To use Azure Machine Learning designer, you require compute on which to run the model training experiment.

  1. Sign into Azure Machine Learning studio with the Microsoft credentials associated with your Azure subscription, and select your Azure Machine Learning workspace.
  2. In Azure Machine Learning studio, view the Compute page; and on the Compute instances tab, start your compute instance if it is not already running. You will use this compute instance to test your trained model.
  3. While the compute instance is starting, switch to the Compute clusters tab. If you don’t already have an existing compute cluster, add a new compute cluster with the following settings. You will use this cluster to run the training pipeline.
    • Region: The same region as your workspace
    • Virtual Machine priority: Dedicated
    • Virtual Machine type: CPU
    • Virtual Machine size: Standard_DS11_v2
    • Compute name: enter a unique name
    • Minimum number of nodes: 0
    • Maximum number of nodes: 2
    • Idle seconds before scale down: 120
    • Enable SSH access: Unselected

Review the training dataset

Now that you have some compute resources that you can use to run a training pipeline, you’ll need some data to train the model.

  1. In Azure Machine Learning studio, view the Data page. Datasets represent specific data files or tables that you plan to work with in Azure ML.
  2. If you have previously created the diabetes dataset dataset, open it. Otherwise, create a new dataset from web files, using the following settings, and then open it:
    • Basic Info:
      • Web URL: https://aka.ms/diabetes-data
      • Name: diabetes dataset
      • Dataset type: Tabular
      • Description: Diabetes data
    • Settings and preview:
      • File format: Delimited
      • Delimiter: Comma
      • Encoding: UTF-8
      • Column headers: Use headers from first file
      • Skip rows: None
    • Schema:
      • Include all columns other than Path
      • Review the automatically detected types
    • Confirm details:
      • Do not profile the dataset after creation
  3. View the Explore page to see a sample of the data.

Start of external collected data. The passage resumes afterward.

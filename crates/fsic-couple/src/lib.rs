//! fsic-couple: the coupling orchestrator (C6) — time-step loop, coupling
//! iteration loop, and the fixed-order lifecycle dispatch shared by every
//! component.
//!
//! Drives a two-level `for n` / `for k` loop with a fixed
//! `initializestep`/`finalizestep` component ordering, an options-struct-
//! plus-summary return shape, and an optional progress-callback hook for
//! observing iteration counts and residual norms without coupling the
//! orchestrator to any particular UI.

pub mod error;
pub mod progress;

pub use error::{CoupleError, CoupleResult};
pub use progress::{CoupleProgressCallback, CoupleProgressEvent, CoupleStage};

use fsic_component::{ComponentError, ConvergenceMonitor, Lifecycle, ResidualCoupler, Solver, StepExtrapolator};
use fsic_core::Real;
use nalgebra::DVector;
use tracing::{info, instrument, warn};

#[derive(Clone, Copy, Debug)]
pub struct CoupleOptions {
    pub n_start: u64,
    pub n_stop: u64,
    pub k_stop: u32,
    pub dt: Real,
}

/// Per-step iteration counts, in step order, for post-run inspection.
#[derive(Debug, Clone, Default)]
pub struct CoupleSummary {
    pub iterations_per_step: Vec<u32>,
}

impl CoupleSummary {
    pub fn steps_run(&self) -> u64 {
        self.iterations_per_step.len() as u64
    }
}

/// The five roles the orchestrator drives, borrowed mutably for the
/// duration of the run. Grouped into a struct (rather than five loose
/// parameters) so the fixed lifecycle order — flow, structure, coupler,
/// extrapolator, convergence — is a single iteration over one array instead
/// of five cut-and-pasted call sites.
pub struct Components<'a> {
    pub flow: &'a mut dyn Solver,
    pub structure: &'a mut dyn Solver,
    pub coupler: &'a mut dyn ResidualCoupler,
    pub extrapolator: &'a mut dyn StepExtrapolator,
    pub convergence: &'a mut dyn ConvergenceMonitor,
}

impl Components<'_> {
    fn lifecycles_mut(&mut self) -> [&mut dyn Lifecycle; 5] {
        fn up_solver(s: &mut dyn Solver) -> &mut dyn Lifecycle {
            s
        }
        fn up_coupler(c: &mut dyn ResidualCoupler) -> &mut dyn Lifecycle {
            c
        }
        fn up_extrapolator(e: &mut dyn StepExtrapolator) -> &mut dyn Lifecycle {
            e
        }
        fn up_convergence(c: &mut dyn ConvergenceMonitor) -> &mut dyn Lifecycle {
            c
        }
        [
            up_solver(self.flow),
            up_solver(self.structure),
            up_coupler(self.coupler),
            up_extrapolator(self.extrapolator),
            up_convergence(self.convergence),
        ]
    }
}

fn at_step(step: u64, source: ComponentError) -> CoupleError {
    CoupleError {
        step,
        iteration: 0,
        source,
    }
}

fn at_iteration(step: u64, iteration: u32, source: ComponentError) -> CoupleError {
    CoupleError {
        step,
        iteration,
        source,
    }
}

/// Runs the full coupled simulation from `opts.n_start` to `opts.n_stop`.
///
/// On any contract violation or numerical failure, attempts a best-effort
/// `finalize` of every component before returning the original error,
/// terminating the run after a clean finalize pass; finalize failures
/// during this cleanup pass are logged, not
/// propagated, so the first real failure is what the caller sees.
#[instrument(skip_all)]
pub fn run_coupled(
    mut components: Components<'_>,
    opts: &CoupleOptions,
    mut progress: Option<CoupleProgressCallback<'_>>,
) -> CoupleResult<CoupleSummary> {
    let result = run_coupled_inner(&mut components, opts, &mut progress);
    if result.is_err() {
        for lc in components.lifecycles_mut() {
            if let Err(e) = lc.finalize() {
                warn!(error = %e, "cleanup finalize failed after earlier error");
            }
        }
    }
    result
}

fn run_coupled_inner(
    components: &mut Components<'_>,
    opts: &CoupleOptions,
    progress: &mut Option<CoupleProgressCallback<'_>>,
) -> CoupleResult<CoupleSummary> {
    components
        .flow
        .set_time_step(opts.dt)
        .map_err(|e| at_step(opts.n_start, e))?;
    components
        .structure
        .set_time_step(opts.dt)
        .map_err(|e| at_step(opts.n_start, e))?;

    components.flow.initialize().map_err(|e| at_step(opts.n_start, e))?;
    components
        .structure
        .initialize()
        .map_err(|e| at_step(opts.n_start, e))?;
    components
        .coupler
        .initialize()
        .map_err(|e| at_step(opts.n_start, e))?;
    components
        .extrapolator
        .initialize()
        .map_err(|e| at_step(opts.n_start, e))?;
    components
        .convergence
        .initialize()
        .map_err(|e| at_step(opts.n_start, e))?;

    let mut x = components.flow.input_data();
    components.extrapolator.initialize_state(&x);
    let mut r: DVector<Real> = DVector::zeros(x.len());

    let mut summary = CoupleSummary::default();

    for n in opts.n_start..opts.n_stop {
        for lc in components.lifecycles_mut() {
            lc.initializestep().map_err(|e| at_step(n, e))?;
        }
        if let Some(cb) = progress.as_deref_mut() {
            cb(CoupleProgressEvent {
                stage: CoupleStage::StepStarted,
                step: n,
                iteration: 0,
                residual_norm: 0.0,
            });
        }

        let mut converged = false;
        let mut last_k = 0u32;
        for k in 1..opts.k_stop {
            last_k = k;
            if k == 1 {
                x = components.extrapolator.predict();
            } else {
                let dx = components
                    .coupler
                    .predict(&r)
                    .map_err(|e| at_iteration(n, k, e))?;
                x = &x + &dx;
            }

            let y = components
                .flow
                .calculate(&x)
                .map_err(|e| at_iteration(n, k, e))?;
            let xt = components
                .structure
                .calculate(&y)
                .map_err(|e| at_iteration(n, k, e))?;
            r = &xt - &x;

            components
                .coupler
                .add(&x, &xt)
                .map_err(|e| at_iteration(n, k, e))?;
            components
                .convergence
                .add(&r)
                .map_err(|e| at_iteration(n, k, e))?;

            let residual_norm = r.norm();
            if let Some(cb) = progress.as_deref_mut() {
                cb(CoupleProgressEvent {
                    stage: CoupleStage::IterationDone,
                    step: n,
                    iteration: k,
                    residual_norm,
                });
            }

            if components.convergence.issatisfied() {
                converged = true;
                break;
            }
        }

        if let Some(cb) = progress.as_deref_mut() {
            cb(CoupleProgressEvent {
                stage: if converged {
                    CoupleStage::StepConverged
                } else {
                    CoupleStage::StepExhausted
                },
                step: n,
                iteration: last_k,
                residual_norm: r.norm(),
            });
        }
        if !converged {
            warn!(step = n, iterations = last_k, "step did not converge within k_stop");
        }

        components
            .extrapolator
            .update(&x)
            .map_err(|e| at_step(n, e))?;

        for lc in components.lifecycles_mut() {
            lc.finalizestep().map_err(|e| at_step(n, e))?;
        }

        info!(step = n, iterations = last_k, "coupling step finalized");
        summary.iterations_per_step.push(last_k);
    }

    components.flow.finalize().map_err(|e| at_step(opts.n_stop, e))?;
    components
        .structure
        .finalize()
        .map_err(|e| at_step(opts.n_stop, e))?;
    components
        .coupler
        .finalize()
        .map_err(|e| at_step(opts.n_stop, e))?;
    components
        .extrapolator
        .finalize()
        .map_err(|e| at_step(opts.n_stop, e))?;
    components
        .convergence
        .finalize()
        .map_err(|e| at_step(opts.n_stop, e))?;

    Ok(summary)
}

#[cfg(test)]
mod tests {
    use super::*;
    use fsic_convergence::{RelativeNormConfig, RelativeNormConvergence};
    use fsic_coupler::{IqnIls, IqnIlsConfig};
    use fsic_extrapolator::LinearExtrapolator;
    use fsic_pipeflow::{PipeFlow, PipeFlowConfig};
    use fsic_pipestructure::{PipeStructure, PipeStructureConfig};

    fn tube1d_components() -> (PipeFlow, PipeStructure, IqnIls, LinearExtrapolator, RelativeNormConvergence) {
        let flow = PipeFlow::new(PipeFlowConfig {
            length: 0.05,
            diameter: 0.005,
            density: 1000.0,
            segments: 20,
            u_reference: 1.0,
            u_amplitude: 0.0,
            u_period: 1.0,
            young_modulus: 3.0e5,
            wall_thickness: 1.0e-3,
            newton_max_iterations: 50,
            newton_tolerance: 1e-10,
            output_dir: None,
            ..PipeFlowConfig::default()
        })
        .unwrap();
        let structure = PipeStructure::new(PipeStructureConfig {
            length: 0.05,
            diameter: 0.005,
            density: 1000.0,
            segments: 20,
            young_modulus: 3.0e5,
            wall_thickness: 1.0e-3,
            output_dir: None,
        })
        .unwrap();
        let coupler = IqnIls::new(IqnIlsConfig {
            min_significant: 1e-10,
            omega: 0.01,
        });
        let extrapolator = LinearExtrapolator::new();
        let convergence = RelativeNormConvergence::new(RelativeNormConfig {
            k_min: 1,
            min_tol: 1e-10,
            rel_tol: 1e-6,
        });
        (flow, structure, coupler, extrapolator, convergence)
    }

    #[test]
    fn full_loop_reaches_nstop_without_contract_violation() {
        let (mut flow, mut structure, mut coupler, mut extrapolator, mut convergence) =
            tube1d_components();
        let opts = CoupleOptions {
            n_start: 0,
            n_stop: 5,
            k_stop: 50,
            dt: 0.01,
        };
        let components = Components {
            flow: &mut flow,
            structure: &mut structure,
            coupler: &mut coupler,
            extrapolator: &mut extrapolator,
            convergence: &mut convergence,
        };
        let summary = run_coupled(components, &opts, None).unwrap();
        assert_eq!(summary.steps_run(), 5);
        for iters in &summary.iterations_per_step {
            assert!(*iters < opts.k_stop, "step should converge before k_stop");
        }
    }

    #[test]
    fn progress_callback_observes_every_step() {
        let (mut flow, mut structure, mut coupler, mut extrapolator, mut convergence) =
            tube1d_components();
        let opts = CoupleOptions {
            n_start: 0,
            n_stop: 3,
            k_stop: 50,
            dt: 0.01,
        };
        let mut steps_seen = Vec::new();
        {
            let components = Components {
                flow: &mut flow,
                structure: &mut structure,
                coupler: &mut coupler,
                extrapolator: &mut extrapolator,
                convergence: &mut convergence,
            };
            let mut cb = |event: CoupleProgressEvent| {
                if event.stage == CoupleStage::StepConverged {
                    steps_seen.push(event.step);
                }
            };
            run_coupled(components, &opts, Some(&mut cb)).unwrap();
        }
        assert_eq!(steps_seen, vec![0, 1, 2]);
    }
}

This data represents details from patients who have been tested for diabetes, and you will use it to train a model that predicts the likelihood of a patient testing positive for diabetes based on clinical measurements.

Create a designer pipeline

To get started with designer, first you must create a pipeline and add the dataset you want to work with.

  1. In Azure Machine Learning studio, view the Designer page and create a new pipeline.
  2. Change the default pipeline name (Pipeline-Created-on-date) to Visual Diabetes Training by clicking the icon at the right to open the Settings pane.
  3. Note that you need to specify a compute target on which to run the pipeline. In the Settings pane, click Select compute type and select Compute cluster, click Select Azure ML compute cluster and select your computer cluster and close Settings.
  4. On the left side of the designer, select the Data tab, and drag the diabetes dataset dataset onto the canvas.
  5. Select the diabetes dataset component on the canvas. Then right-click it, and select Preview data.
  6. In the DataOutput pane, select the Profile tab.
  7. Review the schema of the data, noting that you can see the distributions of the various columns as histograms. Then close the visualization.

Add transformations

Before you can train a model, you typically need to apply some preprocessing transformations to the data.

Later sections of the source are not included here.